No good, no good
Saturday, January 23, 2010
I miss blogging...
And I... feel... that... I... had... been... too... comfortable in my bubble. I ignore what is going on out there. I refused to listen. I refused to have even a little bit of compassion in my heart. I refused to know...
I hadn't been good this week. Abit out of sorts, been doing some wrong things, I dunno. Astaghfirullah... No good no good. Next week should be better... but....?
I gained some insights on leadership with examples from the khulafa' rasyiduun from the NTUMS Induction Day today. It was interesting how they extracted the trait that they want to deliver then portray it through a simple and fun game :) We even learned more than what they set out for.
And it is always intriguing to hear Ust Noor talk about different views on different issues, as it was too just now at Masjid Alkaff with Teenz Camp personnel. I was tired and only paid attention half the time, but that is enough to make me long to be a better Muslim/Mukmin. Longing for it is not enough though. Maybe if I had been paying more attention, I'd be able to relate the longingness to actions.
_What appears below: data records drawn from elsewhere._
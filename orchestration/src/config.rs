//! Harness configuration.
//!
//! Parsed from a YAML document or a markdown file with YAML front-matter.
//! Every field has a default so a missing or partial config file is fine.

use crate::checkpoint::CheckpointPolicy;
use crate::error::{HarnessError, HarnessResult};
use crate::failure::FailurePolicy;
use crate::gates::GateSpec;
use crate::review::{ReviewPolicy, ReviewerSpec};
use crate::routing::RoutingConfig;
use crate::runner::AgentCommand;
use serde::{Deserialize, Serialize};
use std::path::Path;

/// Swarm-mode knobs.
#[derive(Debug, Clone, Serialize, Deserialize)]
#[serde(default)]
pub struct SwarmConfig {
    pub enabled: bool,
    pub max_parallel_agents: usize,
    /// Minimum independent issues before a batch is worth spawning.
    pub min_tasks_for_swarm: usize,
    /// Aggregate wall-clock limit for one batch.
    pub batch_timeout_secs: u64,
}

impl Default for SwarmConfig {
    fn default() -> Self {
        Self {
            enabled: false,
            max_parallel_agents: 3,
            min_tasks_for_swarm: 2,
            batch_timeout_secs: 2 * 60 * 60,
        }
    }
}

/// Reviewer section: the panel plus the aggregation policy.
#[derive(Debug, Clone, Serialize, Deserialize)]
#[serde(default)]
pub struct ReviewersConfig {
    pub enabled: bool,
    pub panel: Vec<ReviewerSpec>,
    pub policy: ReviewPolicy,
}

impl Default for ReviewersConfig {
    fn default() -> Self {
        Self {
            enabled: true,
            panel: ReviewerSpec::default_panel(),
            policy: ReviewPolicy::default(),
        }
    }
}

/// Baseline-gate section.
#[derive(Debug, Clone, Serialize, Deserialize)]
#[serde(default)]
pub struct GatesConfig {
    pub enabled: bool,
    pub gates: Vec<GateSpec>,
    /// Also re-run gates between sessions, not just before the run.
    pub between_sessions: bool,
}

impl Default for GatesConfig {
    fn default() -> Self {
        Self {
            enabled: true,
            gates: GateSpec::default_gates(),
            between_sessions: false,
        }
    }
}

/// Agent invocation section.
#[derive(Debug, Clone, Serialize, Deserialize)]
#[serde(default)]
pub struct AgentConfig {
    pub command: AgentCommand,
    pub session_timeout_mins: u64,
}

impl Default for AgentConfig {
    fn default() -> Self {
        Self {
            command: AgentCommand::default(),
            session_timeout_mins: 30,
        }
    }
}

/// Top-level harness configuration.
#[derive(Debug, Clone, Serialize, Deserialize)]
#[serde(default)]
pub struct HarnessConfig {
    pub routing: RoutingConfig,
    pub reviewers: ReviewersConfig,
    pub swarm: SwarmConfig,
    pub failure: FailurePolicy,
    pub gates: GatesConfig,
    pub checkpoint: CheckpointPolicy,
    pub agent: AgentConfig,
    /// Fixed inter-iteration delay of the scheduler loop.
    pub loop_delay_ms: u64,
}

impl Default for HarnessConfig {
    fn default() -> Self {
        Self {
            routing: RoutingConfig::default(),
            reviewers: ReviewersConfig::default(),
            swarm: SwarmConfig::default(),
            failure: FailurePolicy::default(),
            gates: GatesConfig::default(),
            checkpoint: CheckpointPolicy::default(),
            agent: AgentConfig::default(),
            loop_delay_ms: 1_000,
        }
    }
}

impl HarnessConfig {
    /// Load from a file: `.md` files carry the config as YAML front-matter,
    /// anything else is parsed as a whole YAML document.
    pub fn from_path(path: &Path) -> HarnessResult<HarnessConfig> {
        let contents = std::fs::read_to_string(path)
            .map_err(|e| HarnessError::config(format!("read {}: {e}", path.display())))?;
        let is_markdown = matches!(
            path.extension().and_then(|e| e.to_str()),
            Some("md") | Some("markdown")
        );
        if is_markdown {
            Self::from_frontmatter(&contents)
        } else {
            Self::from_yaml(&contents)
        }
    }

    pub fn from_yaml(contents: &str) -> HarnessResult<HarnessConfig> {
        let mut config: HarnessConfig = serde_yaml::from_str(contents)
            .map_err(|e| HarnessError::config(format!("invalid config: {e}")))?;
        config.normalise();
        Ok(config)
    }

    /// Parse the YAML front-matter block of a markdown document.
    pub fn from_frontmatter(contents: &str) -> HarnessResult<HarnessConfig> {
        let rest = contents
            .strip_prefix("---\n")
            .or_else(|| contents.strip_prefix("---\r\n"))
            .ok_or_else(|| HarnessError::config("markdown config is missing front-matter"))?;
        let end = rest
            .find("\n---")
            .ok_or_else(|| HarnessError::config("unterminated front-matter block"))?;
        Self::from_yaml(&rest[..end])
    }

    fn normalise(&mut self) {
        if self.loop_delay_ms == 0 {
            self.loop_delay_ms = 1_000;
        }
        if self.swarm.max_parallel_agents == 0 {
            self.swarm.max_parallel_agents = 1;
        }
    }

    pub fn session_timeout(&self) -> std::time::Duration {
        std::time::Duration::from_secs(self.agent.session_timeout_mins * 60)
    }
}
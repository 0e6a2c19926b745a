//! Baseline gates — pre-work quality checks with auto-fix.
//!
//! An ordered set of shell commands (typecheck, lint, tests, build, plus
//! user-defined gates), each with its own timeout and optional fix command.
//! A failed gate with a fix command gets the fix run once and is
//! re-evaluated; persistent failures turn into blocker issues that stop
//! non-blocker scheduling until cleared.

use crate::shell_safety::truncate_to;
use crate::store::{
    run_label, AdapterResult, IssueStore, IssueType, NewIssue, Priority, BLOCKER_LABEL,
};
use serde::{Deserialize, Serialize};
use std::collections::HashMap;
use std::path::{Path, PathBuf};
use std::time::Duration;
use tokio::time::Instant;
use tracing::{info, warn};

/// Cap on captured stderr per gate.
const STDERR_EXCERPT_BYTES: usize = 4096;

/// One shell check.
#[derive(Debug, Clone, Serialize, Deserialize)]
pub struct GateSpec {
    pub name: String,
    pub command: String,
    #[serde(default = "default_gate_timeout")]
    pub timeout_secs: u64,
    #[serde(default, skip_serializing_if = "Option::is_none")]
    pub fix_command: Option<String>,
    #[serde(default = "default_true")]
    pub enabled: bool,
}

fn default_gate_timeout() -> u64 {
    300
}

fn default_true() -> bool {
    true
}

impl GateSpec {
    pub fn new(name: impl Into<String>, command: impl Into<String>) -> Self {
        Self {
            name: name.into(),
            command: command.into(),
            timeout_secs: default_gate_timeout(),
            fix_command: None,
            enabled: true,
        }
    }

    pub fn with_fix(mut self, fix_command: impl Into<String>) -> Self {
        self.fix_command = Some(fix_command.into());
        self
    }

    pub fn with_timeout_secs(mut self, timeout_secs: u64) -> Self {
        self.timeout_secs = timeout_secs;
        self
    }

    /// Standard gate set for a cargo project; config replaces these for
    /// other stacks.
    pub fn default_gates() -> Vec<GateSpec> {
        vec![
            GateSpec::new("typecheck", "cargo check --all-targets"),
            GateSpec::new("lint", "cargo clippy --all-targets -- -D warnings")
                .with_fix("cargo clippy --fix --allow-dirty --allow-staged"),
            GateSpec::new("tests", "cargo test"),
            GateSpec::new("build", "cargo build"),
        ]
    }
}

/// How one gate ended.
#[derive(Debug, Clone, Copy, PartialEq, Eq, Serialize, Deserialize)]
#[serde(rename_all = "snake_case")]
pub enum GateOutcome {
    Passed,
    /// Failed, fix ran, re-check passed.
    FixedThenPassed,
    Failed,
    TimedOut,
}

impl GateOutcome {
    pub fn is_pass(&self) -> bool {
        matches!(self, Self::Passed | Self::FixedThenPassed)
    }
}

/// Result of one gate evaluation.
#[derive(Debug, Clone, Serialize, Deserialize)]
pub struct GateResult {
    pub gate: String,
    pub outcome: GateOutcome,
    pub duration_ms: u64,
    #[serde(default, skip_serializing_if = "Option::is_none")]
    pub exit_code: Option<i32>,
    #[serde(default, skip_serializing_if = "Option::is_none")]
    pub stderr_excerpt: Option<String>,
    pub fix_attempted: bool,
}

/// Results of one full gate pass.
#[derive(Debug, Clone, Serialize, Deserialize)]
pub struct GateRunReport {
    pub results: Vec<GateResult>,
}

impl GateRunReport {
    pub fn all_passed(&self) -> bool {
        self.results.iter().all(|r| r.outcome.is_pass())
    }

    pub fn failed(&self) -> Vec<&GateResult> {
        self.results.iter().filter(|r| !r.outcome.is_pass()).collect()
    }

    pub fn summary(&self) -> String {
        self.results
            .iter()
            .map(|r| format!("{}:{:?}", r.gate, r.outcome))
            .collect::<Vec<_>>()
            .join(" ")
    }
}

/// Rolling health record across gate passes.
#[derive(Debug, Clone, Default, Serialize, Deserialize)]
pub struct GateHealth {
    pub total_runs: u64,
    pub clean_passes: u64,
    pub passes_after_fix: u64,
    pub failures_by_gate: HashMap<String, u64>,
}

impl GateHealth {
    pub fn record(&mut self, report: &GateRunReport) {
        self.total_runs += 1;
        if report.all_passed() {
            if report
                .results
                .iter()
                .any(|r| r.outcome == GateOutcome::FixedThenPassed)
            {
                self.passes_after_fix += 1;
            } else {
                self.clean_passes += 1;
            }
        }
        for result in report.failed() {
            *self.failures_by_gate.entry(result.gate.clone()).or_insert(0) += 1;
        }
    }

    /// The gate that fails most often, if any has failed.
    pub fn most_failing(&self) -> Option<(&str, u64)> {
        self.failures_by_gate
            .iter()
            .max_by_key(|(name, count)| (**count, std::cmp::Reverse(name.as_str())))
            .map(|(name, count)| (name.as_str(), *count))
    }
}

/// Gate engine bound to one working tree.
pub struct BaselineGates {
    gates: Vec<GateSpec>,
    cwd: PathBuf,
    health: GateHealth,
}

impl BaselineGates {
    pub fn new(gates: Vec<GateSpec>, cwd: impl AsRef<Path>) -> Self {
        Self {
            gates,
            cwd: cwd.as_ref().to_path_buf(),
            health: GateHealth::default(),
        }
    }

    pub fn health(&self) -> &GateHealth {
        &self.health
    }

    async fn run_command(&self, command: &str, timeout: Duration) -> Option<(bool, i32, String)> {
        let child = tokio::process::Command::new("sh")
            .arg("-c")
            .arg(command)
            .current_dir(&self.cwd)
            .kill_on_drop(true)
            .output();
        match tokio::time::timeout(timeout, child).await {
            Err(_) => None,
            Ok(Err(e)) => Some((false, -1, format!("failed to run: {e}"))),
            Ok(Ok(output)) => Some((
                output.status.success(),
                output.status.code().unwrap_or(-1),
                truncate_to(
                    String::from_utf8_lossy(&output.stderr).trim(),
                    STDERR_EXCERPT_BYTES,
                ),
            )),
        }
    }

    async fn evaluate_gate(&self, gate: &GateSpec) -> GateResult {
        let timeout = Duration::from_secs(gate.timeout_secs);
        let started = Instant::now();

        let first = self.run_command(&gate.command, timeout).await;
        match first {
            None => {
                warn!(gate = %gate.name, "gate timed out");
                return GateResult {
                    gate: gate.name.clone(),
                    outcome: GateOutcome::TimedOut,
                    duration_ms: started.elapsed().as_millis() as u64,
                    exit_code: None,
                    stderr_excerpt: None,
                    fix_attempted: false,
                };
            }
            Some((true, code, _)) => {
                return GateResult {
                    gate: gate.name.clone(),
                    outcome: GateOutcome::Passed,
                    duration_ms: started.elapsed().as_millis() as u64,
                    exit_code: Some(code),
                    stderr_excerpt: None,
                    fix_attempted: false,
                };
            }
            Some((false, code, stderr)) => {
                let Some(fix) = &gate.fix_command else {
                    return GateResult {
                        gate: gate.name.clone(),
                        outcome: GateOutcome::Failed,
                        duration_ms: started.elapsed().as_millis() as u64,
                        exit_code: Some(code),
                        stderr_excerpt: Some(stderr),
                        fix_attempted: false,
                    };
                };

                info!(gate = %gate.name, "gate failed, running fix command once");
                let _ = self.run_command(fix, timeout).await;
                let recheck = self.run_command(&gate.command, timeout).await;
                match recheck {
                    Some((true, recheck_code, _)) => GateResult {
                        gate: gate.name.clone(),
                        outcome: GateOutcome::FixedThenPassed,
                        duration_ms: started.elapsed().as_millis() as u64,
                        exit_code: Some(recheck_code),
                        stderr_excerpt: None,
                        fix_attempted: true,
                    },
                    Some((false, recheck_code, recheck_stderr)) => GateResult {
                        gate: gate.name.clone(),
                        outcome: GateOutcome::Failed,
                        duration_ms: started.elapsed().as_millis() as u64,
                        exit_code: Some(recheck_code),
                        stderr_excerpt: Some(recheck_stderr),
                        fix_attempted: true,
                    },
                    None => GateResult {
                        gate: gate.name.clone(),
                        outcome: GateOutcome::TimedOut,
                        duration_ms: started.elapsed().as_millis() as u64,
                        exit_code: Some(code),
                        stderr_excerpt: Some(stderr),
                        fix_attempted: true,
                    },
                }
            }
        }
    }

    /// Run every enabled gate in order and record health.
    pub async fn run_all(&mut self) -> GateRunReport {
        let mut results = Vec::new();
        for gate in self.gates.iter().filter(|g| g.enabled) {
            let result = self.evaluate_gate(gate).await;
            info!(
                gate = %result.gate,
                outcome = ?result.outcome,
                duration_ms = result.duration_ms,
                "gate evaluated"
            );
            results.push(result);
        }
        let report = GateRunReport { results };
        self.health.record(&report);
        report
    }
}

/// Create blocker issues for persistently failed gates; returns new ids.
/// Skips gates that already have an open blocker.
pub fn create_blockers(
    store: &dyn IssueStore,
    report: &GateRunReport,
    run_id: &str,
) -> AdapterResult<Vec<String>> {
    let open_blockers: Vec<String> = store
        .list_all()?
        .into_iter()
        .filter(|i| i.is_open() && i.has_label(BLOCKER_LABEL))
        .map(|i| i.title)
        .collect();

    let mut created = Vec::new();
    for failed in report.failed() {
        let title = format!("Gate '{}' failing", failed.gate);
        if open_blockers.contains(&title) {
            continue;
        }
        let description = format!(
            "Baseline gate `{}` is failing (exit code {:?}).\n\n```\n{}\n```",
            failed.gate,
            failed.exit_code,
            failed.stderr_excerpt.as_deref().unwrap_or("(no stderr)"),
        );
        let id = store.create(
            NewIssue::new(title)
                .with_type(IssueType::Bug)
                .with_priority(Priority::HIGHEST)
                .with_label(BLOCKER_LABEL)
                .with_label(run_label(run_id))
                .with_description(description),
        )?;
        warn!(gate = %failed.gate, blocker = %id, "created gate blocker issue");
        created.push(id);
    }
    Ok(created)
}

/// Whether any open blocker issues exist.
pub fn has_open_blockers(store: &dyn IssueStore) -> AdapterResult<bool> {
    Ok(store
        .list_all()?
        .iter()
        .any(|i| i.is_open() && i.has_label(BLOCKER_LABEL)))
}
//! Failure tracking — per-issue attempt history and the action policy.
//!
//! The tracker owns the retry/skip/pause decision for every session result
//! and the orthogonal model-escalation rule: repeated failures on the same
//! issue route later attempts to more capable model tiers without changing
//! the action decision itself.

use crate::routing::{ModelNames, ModelTier};
use crate::runner::{SessionOutcome, SessionResult};
use chrono::{DateTime, Utc};
use serde::{Deserialize, Serialize};
use std::collections::HashMap;
use tracing::{debug, info, warn};

/// What the scheduler should do with an issue after a session.
#[derive(Debug, Clone, Copy, PartialEq, Eq, Serialize, Deserialize)]
#[serde(rename_all = "snake_case")]
pub enum FailureAction {
    Retry,
    Skip,
    Pause,
    Escalate,
}

impl std::fmt::Display for FailureAction {
    fn fmt(&self, f: &mut std::fmt::Formatter<'_>) -> std::fmt::Result {
        match self {
            Self::Retry => write!(f, "retry"),
            Self::Skip => write!(f, "skip"),
            Self::Pause => write!(f, "pause"),
            Self::Escalate => write!(f, "escalate"),
        }
    }
}

/// Failure classification used by the action policy. Timeouts arrive as
/// `failure` results whose error says so; the policy treats them separately.
#[derive(Debug, Clone, Copy, PartialEq, Eq, Hash)]
pub enum FailureKind {
    Failure,
    Partial,
    ContextOverflow,
    Timeout,
}

impl FailureKind {
    pub fn of(result: &SessionResult) -> Option<Self> {
        match result.outcome {
            SessionOutcome::Success => None,
            SessionOutcome::Partial => Some(Self::Partial),
            SessionOutcome::ContextOverflow => Some(Self::ContextOverflow),
            SessionOutcome::Failure => {
                let timed_out = result
                    .error
                    .as_deref()
                    .map(|e| e.to_ascii_lowercase().contains("timed out"))
                    .unwrap_or(false);
                Some(if timed_out { Self::Timeout } else { Self::Failure })
            }
        }
    }
}

/// Per-kind action mapping.
#[derive(Debug, Clone, Serialize, Deserialize)]
#[serde(default)]
pub struct OutcomeActions {
    pub on_failure: FailureAction,
    pub on_partial: FailureAction,
    pub on_context_overflow: FailureAction,
    pub on_timeout: FailureAction,
}

impl Default for OutcomeActions {
    fn default() -> Self {
        Self {
            on_failure: FailureAction::Retry,
            on_partial: FailureAction::Skip,
            on_context_overflow: FailureAction::Skip,
            on_timeout: FailureAction::Retry,
        }
    }
}

impl OutcomeActions {
    fn action_for(&self, kind: FailureKind) -> FailureAction {
        match kind {
            FailureKind::Failure => self.on_failure,
            FailureKind::Partial => self.on_partial,
            FailureKind::ContextOverflow => self.on_context_overflow,
            FailureKind::Timeout => self.on_timeout,
        }
    }
}

/// Failure-handling policy knobs.
#[derive(Debug, Clone, Serialize, Deserialize)]
#[serde(default)]
pub struct FailurePolicy {
    pub max_retries: u32,
    pub retry_delay_ms: u64,
    pub continue_on_failure: bool,
    pub max_consecutive_failures: u32,
    pub annotate_failures: bool,
    pub actions: OutcomeActions,
}

impl Default for FailurePolicy {
    fn default() -> Self {
        Self {
            max_retries: 2,
            retry_delay_ms: 5_000,
            continue_on_failure: true,
            max_consecutive_failures: 3,
            annotate_failures: true,
            actions: OutcomeActions::default(),
        }
    }
}

/// One recorded attempt.
#[derive(Debug, Clone, Serialize, Deserialize)]
pub struct FailureAttempt {
    pub attempt_number: u32,
    pub timestamp: DateTime<Utc>,
    pub outcome: SessionOutcome,
    #[serde(default, skip_serializing_if = "Option::is_none")]
    pub error: Option<String>,
    pub duration_ms: u64,
    #[serde(default, skip_serializing_if = "Option::is_none")]
    pub model: Option<String>,
}

/// Attempt history for one issue within a run. Created on the first
/// non-success; kept for the life of the run.
#[derive(Debug, Clone, Serialize, Deserialize)]
pub struct FailureRecord {
    pub issue_id: String,
    pub attempts: Vec<FailureAttempt>,
    pub last_outcome: SessionOutcome,
    #[serde(default, skip_serializing_if = "Option::is_none")]
    pub final_action: Option<FailureAction>,
}

impl FailureRecord {
    fn new(issue_id: &str, outcome: SessionOutcome) -> Self {
        Self {
            issue_id: issue_id.to_string(),
            attempts: Vec::new(),
            last_outcome: outcome,
            final_action: None,
        }
    }

    fn push_attempt(&mut self, result: &SessionResult) {
        self.attempts.push(FailureAttempt {
            attempt_number: self.attempts.len() as u32 + 1,
            timestamp: Utc::now(),
            outcome: result.outcome,
            error: result.error.clone(),
            duration_ms: result.duration_ms,
            model: result.model.clone(),
        });
        self.last_outcome = result.outcome;
    }

    /// Failed attempts routed to `tier`, per the configured model names.
    fn failures_at(&self, tier: ModelTier, models: &ModelNames) -> u32 {
        self.attempts
            .iter()
            .filter(|a| a.outcome != SessionOutcome::Success)
            .filter(|a| {
                a.model
                    .as_deref()
                    .and_then(|m| models.tier_of(m))
                    .map(|t| t == tier)
                    .unwrap_or(false)
            })
            .count() as u32
    }
}

/// The tracker's verdict on one session result.
#[derive(Debug, Clone)]
pub struct FailureDecision {
    pub action: FailureAction,
    pub reason: String,
    pub should_continue: bool,
    /// Delay before the retry, when the action is retry.
    pub retry_after_ms: Option<u64>,
    /// The scheduler should write a checkpoint before moving on.
    pub checkpoint_requested: bool,
}

/// Aggregate failure statistics for a run.
#[derive(Debug, Clone, Copy, Default, Serialize, Deserialize)]
pub struct FailureStats {
    pub consecutive_failures: u32,
    pub total_failures: u64,
    pub total_retries: u64,
    pub successful_retries: u64,
}

/// Per-run failure bookkeeping and action policy.
pub struct FailureTracker {
    policy: FailurePolicy,
    records: HashMap<String, FailureRecord>,
    stats: FailureStats,
}

impl FailureTracker {
    pub fn new(policy: FailurePolicy) -> Self {
        Self {
            policy,
            records: HashMap::new(),
            stats: FailureStats::default(),
        }
    }

    pub fn policy(&self) -> &FailurePolicy {
        &self.policy
    }

    pub fn stats(&self) -> FailureStats {
        self.stats
    }

    pub fn record(&self, issue_id: &str) -> Option<&FailureRecord> {
        self.records.get(issue_id)
    }

    /// Number of session results recorded for an issue.
    pub fn attempts(&self, issue_id: &str) -> u32 {
        self.records
            .get(issue_id)
            .map(|r| r.attempts.len() as u32)
            .unwrap_or(0)
    }

    /// Apply the action policy to a finished session.
    pub fn decide(&mut self, result: &SessionResult) -> FailureDecision {
        if result.outcome == SessionOutcome::Success {
            self.stats.consecutive_failures = 0;
            if let Some(record) = self.records.get_mut(&result.issue_id) {
                // A success after recorded failures is a successful retry.
                record.push_attempt(result);
                record.final_action = None;
                self.stats.successful_retries += 1;
                info!(issue = %result.issue_id, attempts = record.attempts.len(), "retry succeeded");
            }
            return FailureDecision {
                action: FailureAction::Skip,
                reason: "success".to_string(),
                should_continue: true,
                retry_after_ms: None,
                checkpoint_requested: false,
            };
        }

        self.stats.consecutive_failures += 1;
        self.stats.total_failures += 1;

        let record = self
            .records
            .entry(result.issue_id.clone())
            .or_insert_with(|| FailureRecord::new(&result.issue_id, result.outcome));
        record.push_attempt(result);
        let attempts = record.attempts.len() as u32;

        if self.stats.consecutive_failures >= self.policy.max_consecutive_failures {
            record.final_action = Some(FailureAction::Pause);
            let reason = format!(
                "{} consecutive failures",
                self.stats.consecutive_failures
            );
            warn!(issue = %result.issue_id, %reason, "pausing run");
            return FailureDecision {
                action: FailureAction::Pause,
                reason,
                should_continue: false,
                retry_after_ms: None,
                checkpoint_requested: true,
            };
        }

        let kind = FailureKind::of(result).unwrap_or(FailureKind::Failure);
        let mut action = self.policy.actions.action_for(kind);
        let mut checkpoint_requested = false;
        let mut reason = format!("{} -> {action}", result.outcome);

        // The first attempt is not a retry; the budget covers re-runs only.
        if action == FailureAction::Retry && attempts > self.policy.max_retries {
            action = FailureAction::Skip;
            checkpoint_requested = true;
            reason = format!("retry budget exhausted after {attempts} attempts");
            debug!(issue = %result.issue_id, attempts, "downgrading retry to skip");
        }

        if action == FailureAction::Retry {
            self.stats.total_retries += 1;
        }
        record.final_action = Some(action);

        let should_continue = match action {
            FailureAction::Pause => false,
            FailureAction::Retry | FailureAction::Escalate => true,
            FailureAction::Skip => self.policy.continue_on_failure,
        };

        FailureDecision {
            action,
            reason,
            should_continue,
            retry_after_ms: (action == FailureAction::Retry)
                .then_some(self.policy.retry_delay_ms),
            checkpoint_requested,
        }
    }

    /// Model tier for the next attempt at this issue.
    ///
    /// A pure function of the record and the heuristically chosen base tier:
    /// one failure at Low routes to Mid, two failures at Mid route to High,
    /// and failures at both Low and Mid route straight to High. Never
    /// downgrades below the base.
    pub fn escalated_tier(
        &self,
        issue_id: &str,
        base: ModelTier,
        models: &ModelNames,
    ) -> (ModelTier, bool) {
        let Some(record) = self.records.get(issue_id) else {
            return (base, false);
        };
        let low_failures = record.failures_at(ModelTier::Low, models);
        let mid_failures = record.failures_at(ModelTier::Mid, models);

        let escalated = if low_failures >= 1 && mid_failures >= 1 {
            ModelTier::High
        } else if mid_failures >= 2 {
            ModelTier::High
        } else if low_failures >= 1 {
            ModelTier::Mid
        } else {
            base
        };

        let tier = escalated.max(base);
        (tier, tier > base)
    }
}

/// Annotation written to an issue when a post-escalation attempt succeeds,
/// carrying the title keywords for later routing-rule tuning.
pub fn escalation_note(model: &str, keywords: &[String]) -> String {
    format!(
        "Model escalation succeeded with `{model}`. Pattern keywords: {}. Consider adding a routing rule for similar tasks.",
        if keywords.is_empty() {
            "(none)".to_string()
        } else {
            keywords.join(", ")
        }
    )
}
Ok, I'm superbly shagged. I survived through the week with sweets. It helps to stay awake in, especially in Organic Chem! I ate 9 in the first lecture in the week, and 6 in the second one. The lecturer can be so draggy. I have yet to attain the level of an exemplary student. Of all lectures, I find myself being so noisy on OC, not making noises and talking and such larh, but because I get so exasperated at her that I would answer her questions loudly. Like if she asked, "are you done?", I would answer yessssssssssssss, when in fact I hardly voice out in other lessons haha.
I think I'm getting more talkative, or brave, or confident, depending on how you see it... Heheh.
Right right, I'm tired. Slept all the way from Pioneer to Paya Lebar just now...
I wanna watch The Mentalist, but.... *tired!!!!*
I think I'll give the 2nd part of induction tmr a miss. I can't take it already, seriously I need a break. I don't think I'll be taking the arabic class afterall. I don't think I have enough energy for it. I dunno lar, I very much want to take it... I feel rugi for giving it a miss... But really, I need to care abit more about my health. I'd been pushing myself to limits all the time, that I feel I may break anytime. No good, no good...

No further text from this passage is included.